### What you are asked to do:
Locate each line in the records containing "method". Copy it.

### Available records:
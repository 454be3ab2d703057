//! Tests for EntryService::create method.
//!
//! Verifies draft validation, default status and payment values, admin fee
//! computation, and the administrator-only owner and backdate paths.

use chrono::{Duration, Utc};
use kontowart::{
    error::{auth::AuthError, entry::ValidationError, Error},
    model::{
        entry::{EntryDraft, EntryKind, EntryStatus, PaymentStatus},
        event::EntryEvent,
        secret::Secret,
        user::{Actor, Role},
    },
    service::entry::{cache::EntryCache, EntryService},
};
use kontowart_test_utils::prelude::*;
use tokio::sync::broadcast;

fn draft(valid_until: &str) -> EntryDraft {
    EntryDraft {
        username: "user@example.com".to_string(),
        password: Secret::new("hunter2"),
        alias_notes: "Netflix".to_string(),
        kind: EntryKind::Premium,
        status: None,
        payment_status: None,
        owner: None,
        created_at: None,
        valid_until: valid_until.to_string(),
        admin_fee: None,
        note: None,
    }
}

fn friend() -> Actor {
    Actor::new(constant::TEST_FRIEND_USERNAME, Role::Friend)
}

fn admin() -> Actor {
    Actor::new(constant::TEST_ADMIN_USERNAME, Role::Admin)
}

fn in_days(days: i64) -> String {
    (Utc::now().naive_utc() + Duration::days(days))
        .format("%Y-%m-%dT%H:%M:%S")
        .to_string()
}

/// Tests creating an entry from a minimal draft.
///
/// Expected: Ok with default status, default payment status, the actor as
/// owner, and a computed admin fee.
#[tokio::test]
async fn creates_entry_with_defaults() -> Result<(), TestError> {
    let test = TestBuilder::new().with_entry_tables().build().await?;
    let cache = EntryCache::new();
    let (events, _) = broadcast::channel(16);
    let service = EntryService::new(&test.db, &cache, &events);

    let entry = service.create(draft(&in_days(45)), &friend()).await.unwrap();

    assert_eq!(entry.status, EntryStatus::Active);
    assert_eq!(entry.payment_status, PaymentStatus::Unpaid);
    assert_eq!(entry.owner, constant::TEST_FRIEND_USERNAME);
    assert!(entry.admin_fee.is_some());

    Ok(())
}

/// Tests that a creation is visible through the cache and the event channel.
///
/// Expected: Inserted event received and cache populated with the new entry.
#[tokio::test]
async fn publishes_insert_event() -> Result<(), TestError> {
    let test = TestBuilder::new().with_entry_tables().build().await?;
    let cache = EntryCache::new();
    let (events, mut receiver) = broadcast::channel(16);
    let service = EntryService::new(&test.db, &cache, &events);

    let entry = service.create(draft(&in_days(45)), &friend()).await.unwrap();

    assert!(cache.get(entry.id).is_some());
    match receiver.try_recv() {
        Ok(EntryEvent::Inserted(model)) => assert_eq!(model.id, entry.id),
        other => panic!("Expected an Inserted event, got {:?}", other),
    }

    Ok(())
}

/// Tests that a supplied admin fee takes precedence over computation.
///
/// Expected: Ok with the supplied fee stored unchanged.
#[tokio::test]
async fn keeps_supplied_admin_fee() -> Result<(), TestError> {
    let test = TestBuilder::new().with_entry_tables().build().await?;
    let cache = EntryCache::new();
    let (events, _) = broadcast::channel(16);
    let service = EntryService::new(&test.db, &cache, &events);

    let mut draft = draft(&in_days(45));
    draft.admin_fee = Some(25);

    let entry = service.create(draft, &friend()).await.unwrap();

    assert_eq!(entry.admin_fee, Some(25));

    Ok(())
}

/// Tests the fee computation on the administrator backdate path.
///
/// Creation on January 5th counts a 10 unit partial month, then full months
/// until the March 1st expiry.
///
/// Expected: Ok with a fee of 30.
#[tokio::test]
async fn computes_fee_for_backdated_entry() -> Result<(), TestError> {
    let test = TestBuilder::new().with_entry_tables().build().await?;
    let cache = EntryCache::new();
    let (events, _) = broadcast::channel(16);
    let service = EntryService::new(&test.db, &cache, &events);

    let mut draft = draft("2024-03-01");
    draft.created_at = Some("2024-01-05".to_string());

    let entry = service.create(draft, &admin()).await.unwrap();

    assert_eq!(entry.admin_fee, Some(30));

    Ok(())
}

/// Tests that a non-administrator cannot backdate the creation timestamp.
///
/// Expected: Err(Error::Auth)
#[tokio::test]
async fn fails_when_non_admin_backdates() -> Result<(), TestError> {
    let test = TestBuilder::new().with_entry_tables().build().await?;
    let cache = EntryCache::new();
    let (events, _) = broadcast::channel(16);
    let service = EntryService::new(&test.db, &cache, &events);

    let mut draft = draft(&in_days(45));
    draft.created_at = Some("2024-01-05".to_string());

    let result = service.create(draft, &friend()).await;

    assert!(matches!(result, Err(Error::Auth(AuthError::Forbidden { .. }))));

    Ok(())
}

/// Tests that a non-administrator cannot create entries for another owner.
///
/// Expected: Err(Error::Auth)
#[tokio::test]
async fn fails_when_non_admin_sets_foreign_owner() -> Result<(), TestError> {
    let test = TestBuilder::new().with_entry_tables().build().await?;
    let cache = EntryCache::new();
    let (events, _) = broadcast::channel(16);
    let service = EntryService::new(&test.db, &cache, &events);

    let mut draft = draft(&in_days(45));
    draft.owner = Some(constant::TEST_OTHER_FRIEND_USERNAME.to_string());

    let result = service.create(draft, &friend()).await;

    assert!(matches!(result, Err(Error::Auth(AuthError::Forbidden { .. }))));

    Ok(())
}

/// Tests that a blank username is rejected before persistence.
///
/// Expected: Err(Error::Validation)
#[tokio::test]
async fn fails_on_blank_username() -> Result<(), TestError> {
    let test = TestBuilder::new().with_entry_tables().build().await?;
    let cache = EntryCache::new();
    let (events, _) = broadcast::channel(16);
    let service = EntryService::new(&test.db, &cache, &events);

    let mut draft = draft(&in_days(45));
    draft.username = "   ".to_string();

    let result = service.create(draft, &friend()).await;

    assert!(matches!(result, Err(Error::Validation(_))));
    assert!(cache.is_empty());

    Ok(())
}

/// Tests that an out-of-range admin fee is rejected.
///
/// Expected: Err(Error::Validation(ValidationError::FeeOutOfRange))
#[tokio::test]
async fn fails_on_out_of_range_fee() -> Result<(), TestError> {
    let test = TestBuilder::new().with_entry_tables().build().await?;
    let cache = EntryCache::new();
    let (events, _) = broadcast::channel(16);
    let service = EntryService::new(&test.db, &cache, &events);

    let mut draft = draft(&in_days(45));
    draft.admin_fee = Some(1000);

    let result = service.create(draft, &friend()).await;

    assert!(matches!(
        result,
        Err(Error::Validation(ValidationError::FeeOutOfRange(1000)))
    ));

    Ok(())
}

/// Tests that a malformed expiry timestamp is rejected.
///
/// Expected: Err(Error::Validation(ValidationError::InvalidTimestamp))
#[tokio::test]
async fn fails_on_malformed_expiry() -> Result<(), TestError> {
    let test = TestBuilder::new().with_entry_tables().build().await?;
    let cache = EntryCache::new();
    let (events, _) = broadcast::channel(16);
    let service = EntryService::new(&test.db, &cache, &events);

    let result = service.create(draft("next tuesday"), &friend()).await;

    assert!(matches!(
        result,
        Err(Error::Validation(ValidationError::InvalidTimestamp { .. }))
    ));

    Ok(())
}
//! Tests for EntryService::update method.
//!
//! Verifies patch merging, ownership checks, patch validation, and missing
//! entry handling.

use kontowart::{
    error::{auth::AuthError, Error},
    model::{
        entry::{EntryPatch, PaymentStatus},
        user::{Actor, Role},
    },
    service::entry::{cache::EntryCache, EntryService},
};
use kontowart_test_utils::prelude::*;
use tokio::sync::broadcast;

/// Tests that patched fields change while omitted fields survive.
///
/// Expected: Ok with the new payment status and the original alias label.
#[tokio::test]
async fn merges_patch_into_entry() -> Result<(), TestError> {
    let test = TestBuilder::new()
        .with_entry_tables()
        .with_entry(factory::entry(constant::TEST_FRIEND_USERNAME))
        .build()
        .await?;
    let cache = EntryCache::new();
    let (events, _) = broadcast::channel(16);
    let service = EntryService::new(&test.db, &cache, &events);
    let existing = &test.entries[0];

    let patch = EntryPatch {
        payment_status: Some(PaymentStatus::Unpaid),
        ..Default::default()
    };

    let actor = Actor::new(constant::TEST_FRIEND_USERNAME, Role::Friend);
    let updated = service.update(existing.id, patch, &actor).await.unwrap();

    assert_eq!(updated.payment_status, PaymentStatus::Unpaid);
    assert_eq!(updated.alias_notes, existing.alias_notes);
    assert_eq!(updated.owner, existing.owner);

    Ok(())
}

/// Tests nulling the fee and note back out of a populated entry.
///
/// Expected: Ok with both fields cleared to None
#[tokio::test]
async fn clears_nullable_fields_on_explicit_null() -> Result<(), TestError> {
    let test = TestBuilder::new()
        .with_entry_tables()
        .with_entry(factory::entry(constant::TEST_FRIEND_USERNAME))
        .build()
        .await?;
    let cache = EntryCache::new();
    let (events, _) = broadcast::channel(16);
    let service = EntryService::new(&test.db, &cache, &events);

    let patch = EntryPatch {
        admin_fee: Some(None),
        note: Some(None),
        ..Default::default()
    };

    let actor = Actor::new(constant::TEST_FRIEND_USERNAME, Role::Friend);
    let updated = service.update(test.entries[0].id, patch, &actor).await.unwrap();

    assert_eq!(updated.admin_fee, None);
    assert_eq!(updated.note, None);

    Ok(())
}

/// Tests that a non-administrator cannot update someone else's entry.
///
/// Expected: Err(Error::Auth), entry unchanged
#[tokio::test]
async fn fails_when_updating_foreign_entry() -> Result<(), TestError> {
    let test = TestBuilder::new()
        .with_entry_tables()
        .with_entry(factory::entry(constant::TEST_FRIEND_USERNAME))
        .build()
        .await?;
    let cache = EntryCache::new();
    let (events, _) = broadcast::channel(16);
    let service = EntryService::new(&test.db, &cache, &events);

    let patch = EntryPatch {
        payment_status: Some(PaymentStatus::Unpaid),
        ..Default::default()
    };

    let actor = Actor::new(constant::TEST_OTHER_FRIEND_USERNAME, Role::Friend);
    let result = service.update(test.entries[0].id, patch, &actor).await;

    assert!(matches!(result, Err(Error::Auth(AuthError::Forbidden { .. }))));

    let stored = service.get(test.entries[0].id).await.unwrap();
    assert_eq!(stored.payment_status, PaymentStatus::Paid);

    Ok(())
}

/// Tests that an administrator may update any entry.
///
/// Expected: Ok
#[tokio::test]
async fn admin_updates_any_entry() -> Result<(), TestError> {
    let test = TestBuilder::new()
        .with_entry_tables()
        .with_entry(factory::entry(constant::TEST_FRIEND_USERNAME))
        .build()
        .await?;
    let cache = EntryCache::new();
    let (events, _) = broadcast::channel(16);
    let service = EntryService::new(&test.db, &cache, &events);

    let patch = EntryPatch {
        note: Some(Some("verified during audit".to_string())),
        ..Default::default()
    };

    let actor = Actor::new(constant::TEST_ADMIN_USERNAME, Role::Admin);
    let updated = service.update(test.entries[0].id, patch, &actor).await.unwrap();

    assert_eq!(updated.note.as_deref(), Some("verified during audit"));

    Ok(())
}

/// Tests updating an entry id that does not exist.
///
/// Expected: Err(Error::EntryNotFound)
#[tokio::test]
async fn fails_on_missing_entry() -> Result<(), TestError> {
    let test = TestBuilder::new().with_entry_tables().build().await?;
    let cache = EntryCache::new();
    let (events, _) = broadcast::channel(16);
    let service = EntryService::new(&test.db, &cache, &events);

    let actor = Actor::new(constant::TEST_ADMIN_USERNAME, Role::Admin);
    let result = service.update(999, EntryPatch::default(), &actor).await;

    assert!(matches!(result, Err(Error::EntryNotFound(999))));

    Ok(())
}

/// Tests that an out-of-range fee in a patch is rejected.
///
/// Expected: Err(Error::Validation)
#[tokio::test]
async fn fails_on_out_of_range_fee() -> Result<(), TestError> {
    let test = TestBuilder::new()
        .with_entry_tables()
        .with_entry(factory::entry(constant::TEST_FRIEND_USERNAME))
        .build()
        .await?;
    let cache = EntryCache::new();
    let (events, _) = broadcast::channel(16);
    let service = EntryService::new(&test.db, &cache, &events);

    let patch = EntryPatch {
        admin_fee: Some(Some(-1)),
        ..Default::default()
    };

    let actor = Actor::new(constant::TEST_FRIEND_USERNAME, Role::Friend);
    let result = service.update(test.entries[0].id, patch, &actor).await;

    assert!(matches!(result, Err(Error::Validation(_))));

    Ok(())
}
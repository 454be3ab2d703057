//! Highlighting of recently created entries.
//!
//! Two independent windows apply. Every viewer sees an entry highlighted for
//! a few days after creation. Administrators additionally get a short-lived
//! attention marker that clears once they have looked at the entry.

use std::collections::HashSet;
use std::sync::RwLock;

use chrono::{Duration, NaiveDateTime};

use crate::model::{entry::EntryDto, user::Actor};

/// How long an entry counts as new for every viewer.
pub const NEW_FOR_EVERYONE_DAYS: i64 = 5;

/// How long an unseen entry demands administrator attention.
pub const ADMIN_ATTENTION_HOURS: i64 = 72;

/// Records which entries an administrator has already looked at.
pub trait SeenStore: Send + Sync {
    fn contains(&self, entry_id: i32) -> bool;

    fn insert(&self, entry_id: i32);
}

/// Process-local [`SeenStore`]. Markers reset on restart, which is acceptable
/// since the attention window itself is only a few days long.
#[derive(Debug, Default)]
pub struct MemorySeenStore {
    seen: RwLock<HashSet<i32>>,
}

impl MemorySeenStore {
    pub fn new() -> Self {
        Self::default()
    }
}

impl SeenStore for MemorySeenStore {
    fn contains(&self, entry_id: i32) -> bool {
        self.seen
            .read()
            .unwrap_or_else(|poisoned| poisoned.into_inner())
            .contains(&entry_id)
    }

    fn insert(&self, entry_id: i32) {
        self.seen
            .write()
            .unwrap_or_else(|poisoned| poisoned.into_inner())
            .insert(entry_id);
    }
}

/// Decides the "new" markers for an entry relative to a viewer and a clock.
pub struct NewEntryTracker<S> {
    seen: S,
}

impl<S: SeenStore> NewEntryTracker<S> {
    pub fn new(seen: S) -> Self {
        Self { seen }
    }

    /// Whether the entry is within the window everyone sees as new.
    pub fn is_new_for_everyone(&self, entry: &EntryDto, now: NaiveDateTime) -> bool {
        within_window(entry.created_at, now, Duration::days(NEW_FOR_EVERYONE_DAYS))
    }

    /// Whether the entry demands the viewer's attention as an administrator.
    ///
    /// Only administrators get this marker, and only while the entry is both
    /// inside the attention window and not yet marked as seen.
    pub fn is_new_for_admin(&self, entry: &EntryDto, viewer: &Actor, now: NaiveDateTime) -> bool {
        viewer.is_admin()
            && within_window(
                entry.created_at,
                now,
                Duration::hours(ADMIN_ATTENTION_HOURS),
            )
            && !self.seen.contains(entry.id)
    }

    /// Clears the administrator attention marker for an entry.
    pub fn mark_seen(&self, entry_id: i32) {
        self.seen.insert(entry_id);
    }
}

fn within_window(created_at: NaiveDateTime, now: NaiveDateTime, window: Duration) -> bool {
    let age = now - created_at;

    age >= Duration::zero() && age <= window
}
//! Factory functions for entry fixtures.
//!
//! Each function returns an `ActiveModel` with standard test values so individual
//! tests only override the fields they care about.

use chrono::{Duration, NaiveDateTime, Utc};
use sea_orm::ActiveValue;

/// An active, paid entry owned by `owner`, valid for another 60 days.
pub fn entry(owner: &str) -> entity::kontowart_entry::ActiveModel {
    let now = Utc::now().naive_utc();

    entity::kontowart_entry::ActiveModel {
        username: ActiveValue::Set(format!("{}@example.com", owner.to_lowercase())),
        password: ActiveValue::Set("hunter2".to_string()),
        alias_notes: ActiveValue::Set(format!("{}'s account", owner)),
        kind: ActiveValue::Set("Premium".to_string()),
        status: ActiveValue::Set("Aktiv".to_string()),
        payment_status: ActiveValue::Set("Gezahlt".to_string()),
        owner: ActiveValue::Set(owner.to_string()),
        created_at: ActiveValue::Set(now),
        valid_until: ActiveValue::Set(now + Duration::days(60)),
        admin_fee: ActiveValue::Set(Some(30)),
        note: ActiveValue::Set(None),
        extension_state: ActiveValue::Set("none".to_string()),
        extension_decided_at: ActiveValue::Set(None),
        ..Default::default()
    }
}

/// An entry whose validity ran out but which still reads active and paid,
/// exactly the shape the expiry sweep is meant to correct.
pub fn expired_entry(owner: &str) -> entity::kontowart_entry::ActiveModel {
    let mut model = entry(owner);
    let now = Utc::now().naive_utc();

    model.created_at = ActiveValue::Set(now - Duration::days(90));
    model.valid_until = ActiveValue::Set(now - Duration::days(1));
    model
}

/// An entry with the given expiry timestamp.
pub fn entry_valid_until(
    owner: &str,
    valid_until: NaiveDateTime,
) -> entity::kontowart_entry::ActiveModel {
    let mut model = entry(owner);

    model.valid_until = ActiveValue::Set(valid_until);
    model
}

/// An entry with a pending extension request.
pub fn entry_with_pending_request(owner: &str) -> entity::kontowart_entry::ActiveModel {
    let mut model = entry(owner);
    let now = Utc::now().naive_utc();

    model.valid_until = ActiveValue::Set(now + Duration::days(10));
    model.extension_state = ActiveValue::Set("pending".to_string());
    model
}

### Result:
//! Tests for EntryService::create method.
//! Tests for EntryService::update method.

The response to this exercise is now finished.